## WHAT IS EXPECTED
In the entries below, how many lines contain the word "filename"? State the number and nothing more.

[Stored data]
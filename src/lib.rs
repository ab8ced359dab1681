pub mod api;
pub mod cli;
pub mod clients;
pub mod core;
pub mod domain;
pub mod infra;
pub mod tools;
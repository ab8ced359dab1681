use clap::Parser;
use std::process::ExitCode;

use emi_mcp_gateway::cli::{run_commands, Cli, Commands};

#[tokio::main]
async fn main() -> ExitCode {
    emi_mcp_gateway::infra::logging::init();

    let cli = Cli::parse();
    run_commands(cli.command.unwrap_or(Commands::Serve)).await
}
---
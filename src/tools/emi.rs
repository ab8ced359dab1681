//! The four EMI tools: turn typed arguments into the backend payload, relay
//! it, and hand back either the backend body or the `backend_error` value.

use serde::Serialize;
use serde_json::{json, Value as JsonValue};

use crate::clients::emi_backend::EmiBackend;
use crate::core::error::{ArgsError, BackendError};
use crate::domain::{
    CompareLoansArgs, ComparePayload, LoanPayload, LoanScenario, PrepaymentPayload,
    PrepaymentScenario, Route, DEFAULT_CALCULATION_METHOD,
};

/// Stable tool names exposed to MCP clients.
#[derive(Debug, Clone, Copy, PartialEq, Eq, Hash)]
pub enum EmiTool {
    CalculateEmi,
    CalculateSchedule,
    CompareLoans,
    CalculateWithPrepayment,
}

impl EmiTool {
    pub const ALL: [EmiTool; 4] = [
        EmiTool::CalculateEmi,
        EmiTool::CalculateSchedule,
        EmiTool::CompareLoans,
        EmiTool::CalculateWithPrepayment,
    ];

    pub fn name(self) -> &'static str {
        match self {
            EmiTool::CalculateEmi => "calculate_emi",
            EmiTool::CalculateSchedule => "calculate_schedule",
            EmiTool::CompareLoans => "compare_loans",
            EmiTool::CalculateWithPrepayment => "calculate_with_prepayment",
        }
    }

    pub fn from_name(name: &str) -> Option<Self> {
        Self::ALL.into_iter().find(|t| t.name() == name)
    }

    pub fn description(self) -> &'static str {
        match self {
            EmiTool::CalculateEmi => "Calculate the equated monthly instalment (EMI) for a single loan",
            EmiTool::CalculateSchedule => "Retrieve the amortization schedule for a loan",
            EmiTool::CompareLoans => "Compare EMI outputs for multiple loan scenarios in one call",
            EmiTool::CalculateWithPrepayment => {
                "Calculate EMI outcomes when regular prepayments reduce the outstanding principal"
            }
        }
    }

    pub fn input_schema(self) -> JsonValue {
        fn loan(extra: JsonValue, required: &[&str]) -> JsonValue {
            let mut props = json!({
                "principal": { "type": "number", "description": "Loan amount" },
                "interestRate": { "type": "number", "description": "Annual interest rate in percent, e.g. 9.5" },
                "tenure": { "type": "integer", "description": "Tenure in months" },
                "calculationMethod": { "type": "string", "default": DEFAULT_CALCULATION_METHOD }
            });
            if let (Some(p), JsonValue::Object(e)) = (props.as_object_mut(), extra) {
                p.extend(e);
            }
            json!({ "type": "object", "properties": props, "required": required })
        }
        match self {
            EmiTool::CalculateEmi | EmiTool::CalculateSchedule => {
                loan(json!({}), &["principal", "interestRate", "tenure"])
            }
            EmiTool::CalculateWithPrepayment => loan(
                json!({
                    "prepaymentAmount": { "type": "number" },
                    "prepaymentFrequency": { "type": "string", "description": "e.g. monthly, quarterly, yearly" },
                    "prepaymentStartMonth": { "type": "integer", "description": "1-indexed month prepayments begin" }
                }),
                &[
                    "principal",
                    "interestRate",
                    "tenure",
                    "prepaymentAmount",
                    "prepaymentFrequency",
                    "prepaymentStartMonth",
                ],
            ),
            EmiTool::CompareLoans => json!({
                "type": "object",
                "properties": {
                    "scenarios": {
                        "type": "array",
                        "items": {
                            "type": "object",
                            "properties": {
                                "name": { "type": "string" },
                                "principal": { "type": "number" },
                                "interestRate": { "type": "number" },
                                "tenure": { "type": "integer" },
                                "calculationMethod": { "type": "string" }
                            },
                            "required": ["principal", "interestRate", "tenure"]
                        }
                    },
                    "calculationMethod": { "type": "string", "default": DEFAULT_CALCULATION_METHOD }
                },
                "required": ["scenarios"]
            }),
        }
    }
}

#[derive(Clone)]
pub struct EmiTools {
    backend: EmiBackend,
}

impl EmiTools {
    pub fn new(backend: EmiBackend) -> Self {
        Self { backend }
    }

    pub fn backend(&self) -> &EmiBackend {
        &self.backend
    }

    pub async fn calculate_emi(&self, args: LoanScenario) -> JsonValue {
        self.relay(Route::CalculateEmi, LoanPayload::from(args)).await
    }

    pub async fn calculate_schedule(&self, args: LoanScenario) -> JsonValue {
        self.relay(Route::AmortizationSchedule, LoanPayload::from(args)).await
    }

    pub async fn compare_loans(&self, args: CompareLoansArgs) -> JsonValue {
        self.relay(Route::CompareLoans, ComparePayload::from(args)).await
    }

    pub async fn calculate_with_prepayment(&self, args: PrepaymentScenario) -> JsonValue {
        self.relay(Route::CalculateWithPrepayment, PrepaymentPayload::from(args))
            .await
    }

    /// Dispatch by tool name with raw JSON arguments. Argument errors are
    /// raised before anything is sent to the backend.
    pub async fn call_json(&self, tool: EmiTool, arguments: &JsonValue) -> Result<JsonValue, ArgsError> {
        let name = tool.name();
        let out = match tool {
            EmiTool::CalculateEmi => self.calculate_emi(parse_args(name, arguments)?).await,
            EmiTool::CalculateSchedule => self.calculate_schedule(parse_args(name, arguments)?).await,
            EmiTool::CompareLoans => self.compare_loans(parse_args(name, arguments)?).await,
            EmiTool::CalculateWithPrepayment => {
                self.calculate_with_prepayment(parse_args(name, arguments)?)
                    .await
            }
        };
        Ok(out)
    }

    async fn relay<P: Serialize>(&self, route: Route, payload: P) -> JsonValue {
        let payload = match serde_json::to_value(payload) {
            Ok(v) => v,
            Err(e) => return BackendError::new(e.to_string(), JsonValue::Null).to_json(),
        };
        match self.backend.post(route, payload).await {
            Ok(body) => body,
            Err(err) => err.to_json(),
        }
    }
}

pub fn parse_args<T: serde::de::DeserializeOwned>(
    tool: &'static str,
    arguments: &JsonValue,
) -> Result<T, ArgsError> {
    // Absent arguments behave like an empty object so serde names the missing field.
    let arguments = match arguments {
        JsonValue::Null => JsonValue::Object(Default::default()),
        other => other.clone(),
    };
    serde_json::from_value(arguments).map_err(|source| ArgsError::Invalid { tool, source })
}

## COMPLETED TASK
2